■ EXERCISE BRIEF
Copy out the entries below exactly as they stand, but only from the line containing "if ops.target_multiplicity(offset) >" through the line containing "let progressed = step(&mut".

======== EXERCISE INPUT

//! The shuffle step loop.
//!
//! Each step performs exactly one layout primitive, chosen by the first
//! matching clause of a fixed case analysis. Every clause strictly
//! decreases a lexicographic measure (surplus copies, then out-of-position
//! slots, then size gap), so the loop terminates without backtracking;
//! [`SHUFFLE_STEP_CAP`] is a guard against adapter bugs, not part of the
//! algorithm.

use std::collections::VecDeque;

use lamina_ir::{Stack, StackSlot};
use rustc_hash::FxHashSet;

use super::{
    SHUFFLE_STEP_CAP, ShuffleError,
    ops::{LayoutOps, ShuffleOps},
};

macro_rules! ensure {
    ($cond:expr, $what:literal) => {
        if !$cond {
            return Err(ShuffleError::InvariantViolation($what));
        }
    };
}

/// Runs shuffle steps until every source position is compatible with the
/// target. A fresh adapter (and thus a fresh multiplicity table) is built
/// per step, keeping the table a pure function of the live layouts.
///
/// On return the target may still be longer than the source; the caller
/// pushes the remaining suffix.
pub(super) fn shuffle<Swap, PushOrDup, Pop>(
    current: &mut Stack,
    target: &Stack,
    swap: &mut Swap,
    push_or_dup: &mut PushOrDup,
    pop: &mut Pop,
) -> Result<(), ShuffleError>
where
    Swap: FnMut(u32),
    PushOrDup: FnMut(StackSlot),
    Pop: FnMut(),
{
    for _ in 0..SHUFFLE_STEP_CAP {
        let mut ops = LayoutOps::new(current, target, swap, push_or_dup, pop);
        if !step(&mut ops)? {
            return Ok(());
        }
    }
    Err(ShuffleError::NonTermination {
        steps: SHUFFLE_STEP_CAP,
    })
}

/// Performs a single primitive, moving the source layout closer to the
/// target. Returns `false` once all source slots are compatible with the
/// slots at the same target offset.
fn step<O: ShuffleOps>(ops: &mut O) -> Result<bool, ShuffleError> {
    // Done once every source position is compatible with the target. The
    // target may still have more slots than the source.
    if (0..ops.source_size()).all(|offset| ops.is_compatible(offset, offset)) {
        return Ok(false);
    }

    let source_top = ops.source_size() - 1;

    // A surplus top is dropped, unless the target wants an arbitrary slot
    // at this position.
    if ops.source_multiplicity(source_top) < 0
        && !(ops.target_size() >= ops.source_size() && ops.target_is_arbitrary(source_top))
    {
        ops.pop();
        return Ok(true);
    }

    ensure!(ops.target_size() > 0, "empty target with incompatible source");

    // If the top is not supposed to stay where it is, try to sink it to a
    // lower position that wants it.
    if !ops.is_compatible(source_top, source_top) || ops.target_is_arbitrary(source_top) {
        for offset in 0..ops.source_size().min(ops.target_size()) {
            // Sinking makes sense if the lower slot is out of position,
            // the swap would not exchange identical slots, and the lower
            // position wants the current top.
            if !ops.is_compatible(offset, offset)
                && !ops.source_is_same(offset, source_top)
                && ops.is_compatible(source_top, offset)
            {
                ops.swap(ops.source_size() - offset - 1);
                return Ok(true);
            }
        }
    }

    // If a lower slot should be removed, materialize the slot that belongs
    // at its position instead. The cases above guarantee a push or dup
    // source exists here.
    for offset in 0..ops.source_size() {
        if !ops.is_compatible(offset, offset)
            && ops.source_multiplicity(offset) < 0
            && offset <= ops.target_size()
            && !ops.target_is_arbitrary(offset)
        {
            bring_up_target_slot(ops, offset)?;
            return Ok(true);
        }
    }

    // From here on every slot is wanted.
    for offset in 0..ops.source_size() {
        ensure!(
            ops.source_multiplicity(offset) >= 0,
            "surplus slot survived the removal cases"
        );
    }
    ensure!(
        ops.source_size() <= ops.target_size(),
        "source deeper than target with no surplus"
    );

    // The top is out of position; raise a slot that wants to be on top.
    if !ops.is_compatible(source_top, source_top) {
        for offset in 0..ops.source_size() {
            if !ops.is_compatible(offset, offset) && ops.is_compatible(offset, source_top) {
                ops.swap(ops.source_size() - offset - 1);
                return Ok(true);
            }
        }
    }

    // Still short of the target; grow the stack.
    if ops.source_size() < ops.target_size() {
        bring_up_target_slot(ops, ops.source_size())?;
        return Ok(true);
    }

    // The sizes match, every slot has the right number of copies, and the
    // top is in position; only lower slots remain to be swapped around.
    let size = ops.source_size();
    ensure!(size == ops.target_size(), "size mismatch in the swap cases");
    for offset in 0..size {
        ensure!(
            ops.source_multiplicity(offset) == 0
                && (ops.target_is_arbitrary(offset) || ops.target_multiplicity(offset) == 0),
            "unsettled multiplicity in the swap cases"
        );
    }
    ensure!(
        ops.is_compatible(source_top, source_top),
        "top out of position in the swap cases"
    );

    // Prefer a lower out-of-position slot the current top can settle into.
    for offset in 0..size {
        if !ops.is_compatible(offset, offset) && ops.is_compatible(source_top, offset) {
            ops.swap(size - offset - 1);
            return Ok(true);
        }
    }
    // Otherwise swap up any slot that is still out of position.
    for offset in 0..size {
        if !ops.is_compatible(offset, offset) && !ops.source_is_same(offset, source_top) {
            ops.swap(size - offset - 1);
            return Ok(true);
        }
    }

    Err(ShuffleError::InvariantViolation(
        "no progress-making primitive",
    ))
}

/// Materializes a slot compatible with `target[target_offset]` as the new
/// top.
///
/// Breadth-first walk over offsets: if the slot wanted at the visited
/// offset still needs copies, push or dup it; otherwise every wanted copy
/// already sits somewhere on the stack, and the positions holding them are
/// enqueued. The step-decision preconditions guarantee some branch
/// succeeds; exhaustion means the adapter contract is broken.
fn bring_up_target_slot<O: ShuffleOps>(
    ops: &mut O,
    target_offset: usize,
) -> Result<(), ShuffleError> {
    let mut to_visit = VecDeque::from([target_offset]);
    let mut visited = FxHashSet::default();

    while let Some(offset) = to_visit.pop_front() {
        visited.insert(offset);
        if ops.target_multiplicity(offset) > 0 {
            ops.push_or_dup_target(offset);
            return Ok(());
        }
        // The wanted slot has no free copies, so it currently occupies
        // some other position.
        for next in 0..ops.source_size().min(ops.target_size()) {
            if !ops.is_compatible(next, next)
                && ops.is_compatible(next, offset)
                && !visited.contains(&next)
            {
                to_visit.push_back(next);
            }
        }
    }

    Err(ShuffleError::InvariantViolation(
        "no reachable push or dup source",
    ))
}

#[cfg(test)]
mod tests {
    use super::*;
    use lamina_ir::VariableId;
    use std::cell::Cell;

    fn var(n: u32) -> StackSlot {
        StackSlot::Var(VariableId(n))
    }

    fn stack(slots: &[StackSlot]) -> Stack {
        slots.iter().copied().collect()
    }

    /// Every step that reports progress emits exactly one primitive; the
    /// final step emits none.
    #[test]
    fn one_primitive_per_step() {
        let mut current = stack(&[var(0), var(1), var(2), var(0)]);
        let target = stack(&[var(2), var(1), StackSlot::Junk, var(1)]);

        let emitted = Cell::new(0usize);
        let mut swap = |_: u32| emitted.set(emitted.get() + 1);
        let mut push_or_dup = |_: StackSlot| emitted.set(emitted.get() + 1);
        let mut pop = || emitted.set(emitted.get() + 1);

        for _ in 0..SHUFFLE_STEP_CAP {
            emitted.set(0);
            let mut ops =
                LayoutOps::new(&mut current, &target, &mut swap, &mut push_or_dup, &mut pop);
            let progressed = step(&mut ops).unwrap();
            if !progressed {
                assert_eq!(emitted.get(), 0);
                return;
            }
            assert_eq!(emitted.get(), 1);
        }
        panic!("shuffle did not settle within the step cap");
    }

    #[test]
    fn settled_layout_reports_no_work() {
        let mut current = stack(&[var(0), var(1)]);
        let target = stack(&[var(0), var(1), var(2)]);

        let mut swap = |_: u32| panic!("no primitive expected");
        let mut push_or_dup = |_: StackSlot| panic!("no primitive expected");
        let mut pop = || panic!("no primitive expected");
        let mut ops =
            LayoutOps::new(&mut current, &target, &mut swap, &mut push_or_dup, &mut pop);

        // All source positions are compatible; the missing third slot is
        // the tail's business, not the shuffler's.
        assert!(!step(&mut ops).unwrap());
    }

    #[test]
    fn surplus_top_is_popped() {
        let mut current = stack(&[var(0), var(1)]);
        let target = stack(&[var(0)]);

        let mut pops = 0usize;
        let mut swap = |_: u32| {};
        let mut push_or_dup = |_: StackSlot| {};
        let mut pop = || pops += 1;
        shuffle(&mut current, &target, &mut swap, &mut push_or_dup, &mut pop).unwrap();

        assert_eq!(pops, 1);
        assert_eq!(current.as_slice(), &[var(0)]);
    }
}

================

■ EXERCISE OUTPUT
        if ops.target_multiplicity(offset) > 0 {
            ops.push_or_dup_target(offset);
            return Ok(());
        }
        // The wanted slot has no free copies, so it currently occupies
        // some other position.
        for next in 0..ops.source_size().min(ops.target_size()) {
            if !ops.is_compatible(next, next)
                && ops.is_compatible(next, offset)
                && !visited.contains(&next)
            {
                to_visit.push_back(next);
            }
        }
    }

    Err(ShuffleError::InvariantViolation(
        "no reachable push or dup source",
    ))
}

#[cfg(test)]
mod tests {
    use super::*;
    use lamina_ir::VariableId;
    use std::cell::Cell;

    fn var(n: u32) -> StackSlot {
        StackSlot::Var(VariableId(n))
    }

    fn stack(slots: &[StackSlot]) -> Stack {
        slots.iter().copied().collect()
    }

    /// Every step that reports progress emits exactly one primitive; the
    /// final step emits none.
    #[test]
    fn one_primitive_per_step() {
        let mut current = stack(&[var(0), var(1), var(2), var(0)]);
        let target = stack(&[var(2), var(1), StackSlot::Junk, var(1)]);

        let emitted = Cell::new(0usize);
        let mut swap = |_: u32| emitted.set(emitted.get() + 1);
        let mut push_or_dup = |_: StackSlot| emitted.set(emitted.get() + 1);
        let mut pop = || emitted.set(emitted.get() + 1);

        for _ in 0..SHUFFLE_STEP_CAP {
            emitted.set(0);
            let mut ops =
                LayoutOps::new(&mut current, &target, &mut swap, &mut push_or_dup, &mut pop);
            let progressed = step(&mut ops).unwrap();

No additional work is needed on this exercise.